The five people arrested include three instructors as well as the owner of the camp and as her deputy. They are charged with negligence leading to the death of two or more people.

“I sympathize with all the parents and those close to the children, who died because of the negligence and stupidity of the adults, with whom they had entrusted what was dearest to them: the lives and health of their children,” the spokesman for the Investigative Committee, Vladimir Markin, said in a statement.

The deaths have prompted an outpouring of irate condemnations from officials and intense media coverage. Russia’s prime minister, Dmitrii Medvedev, accused the trip’s organizers of “absolutely flagrant negligence.”

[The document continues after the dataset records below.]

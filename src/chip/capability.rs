//! Firmware-version-based chip-variant and capability selection (spec §4.6).

/// Chip variant, determined from `GetFirmwareVersion`'s reply length and IC byte.
#[derive(Debug, Clone, Copy, PartialEq, Eq)]
pub enum ChipVariant {
    Pn531,
    Pn532,
    Pn533,
    RcS360,
}

bitflags::bitflags! {
    /// Supported modulation mask, mirroring libnfc's `SUPPORT_ISO14443A` et al.
    #[derive(Debug, Clone, Copy, PartialEq, Eq)]
    pub struct Modulations: u8 {
        const ISO14443A = 0b0000_0001;
        const ISO14443B = 0b0000_0010;
        const ISO18092  = 0b0000_0100;
        const JEWEL     = 0b0000_1000;
    }
}

#[derive(Debug, Clone, Copy)]
pub struct Capabilities {
    pub variant: ChipVariant,
    pub modulations: Modulations,
    pub has_in_auto_poll: bool,
    pub has_paypass_and_secure_tg: bool,
    /// PN533 prepends a status byte to ReadRegister/WriteRegister/FIFO
    /// replies; the engine strips it when this is set.
    pub prefixes_register_replies_with_status: bool,
}

/// Decodes the raw `GetFirmwareVersion` reply payload (without the D5 03
/// reply-code prefix) into a capability set (spec §4.6).
///
/// PN531 returns 2 bytes (no IC byte); PN532/PN533/RC-S360 return 4, the
/// second of which is the IC byte distinguishing them. `0x33, 0x01`
/// (IC byte, support byte) identifies the Sony RC-S360 mask.
pub fn capabilities_from_firmware_version(payload: &[u8]) -> Option<Capabilities> {
    match payload.len() {
        2 => Some(Capabilities {
            variant: ChipVariant::Pn531,
            // PN531 lacks ISO14443-B and Jewel (spec §4.6).
            modulations: Modulations::ISO14443A | Modulations::ISO18092,
            has_in_auto_poll: false,
            has_paypass_and_secure_tg: false,
            prefixes_register_replies_with_status: false,
        }),
        4 => {
            let ic = payload[0];
            let support = payload[3];
            match ic {
                0x32 => Some(Capabilities {
                    variant: ChipVariant::Pn532,
                    modulations: modulations_from_support_byte(support),
                    has_in_auto_poll: true,
                    has_paypass_and_secure_tg: false,
                    prefixes_register_replies_with_status: false,
                }),
                0x33 if payload[1] == 0x01 => Some(Capabilities {
                    variant: ChipVariant::RcS360,
                    modulations: modulations_from_support_byte(support),
                    has_in_auto_poll: false,
                    has_paypass_and_secure_tg: false,
                    prefixes_register_replies_with_status: false,
                }),
                0x33 => Some(Capabilities {
                    variant: ChipVariant::Pn533,
                    modulations: modulations_from_support_byte(support),
                    has_in_auto_poll: false,
                    has_paypass_and_secure_tg: true,
                    prefixes_register_replies_with_status: true,
                }),
                _ => None, // unknown IC byte fails the open (spec §4.6)
            }
        }
        _ => None,
    }
}

fn modulations_from_support_byte(support: u8) -> Modulations {
    let mut m = Modulations::empty();
    if support & 0x01 != 0 {
        m |= Modulations::ISO14443A;
    }
    if support & 0x02 != 0 {
        m |= Modulations::ISO14443B;
    }
    if support & 0x04 != 0 {
        m |= Modulations::ISO18092;
    }
    m
}

#[cfg(test)]
mod tests {
    use super::*;

    #[test]
    fn get_firmware_version_pn532_matches_scenario_2() {
        // spec §8 scenario 2: reply payload `32 01 06 07` (after the D5 03
        // reply header is stripped by the caller).
        let payload = [0x32u8, 0x01, 0x06, 0x07];
        let caps = capabilities_from_firmware_version(&payload).unwrap();
        assert_eq!(caps.variant, ChipVariant::Pn532);
        assert!(caps.modulations.contains(Modulations::ISO14443A));
        assert!(caps.modulations.contains(Modulations::ISO14443B));
        assert!(caps.modulations.contains(Modulations::ISO18092));
    }

    #[test]
    fn rc_s360_mask_is_recognized() {
        let payload = [0x33u8, 0x01, 0x00, 0x07];
        let caps = capabilities_from_firmware_version(&payload).unwrap();
        assert_eq!(caps.variant, ChipVariant::RcS360);
    }

    #[test]
    fn pn533_mask_is_recognized_when_not_sony_rom() {
        let payload = [0x33u8, 0x06, 0x07, 0x07];
        let caps = capabilities_from_firmware_version(&payload).unwrap();
        assert_eq!(caps.variant, ChipVariant::Pn533);
        assert!(caps.has_paypass_and_secure_tg);
    }

    #[test]
    fn pn531_has_no_iso14443b_or_jewel() {
        let payload = [0x01u8, 0x02];
        let caps = capabilities_from_firmware_version(&payload).unwrap();
        assert_eq!(caps.variant, ChipVariant::Pn531);
        assert!(!caps.modulations.contains(Modulations::ISO14443B));
        assert!(!caps.modulations.contains(Modulations::JEWEL));
    }

    #[test]
    fn unknown_ic_byte_fails() {
        let payload = [0x00u8, 0x99, 0x00, 0x00];
        assert!(capabilities_from_firmware_version(&payload).is_none());
    }
}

Markin later wrote on his Twitter account: “The instructors were thinking about saving their skins. How on earth could the lives of children be entrusted to such people?!”

Questions are being raised about conditions at the camp prior to incident, with reports that the camp may have been ordered to be closed last year. Markin said on the radio station Vesti FM, that investigators were examining the reports that local prosecutors had sought to close the camp over sanitary violations.

The Investigative Committee statement pointedly noted that it was not the first time the camp had been investigated, saying that a staff-member in 2011 had been jailed for 13 years for beating to death a security guard after the two had got drunk on the grounds of the camp.

Russia’s Emergencies ministry said the camp will now be closed.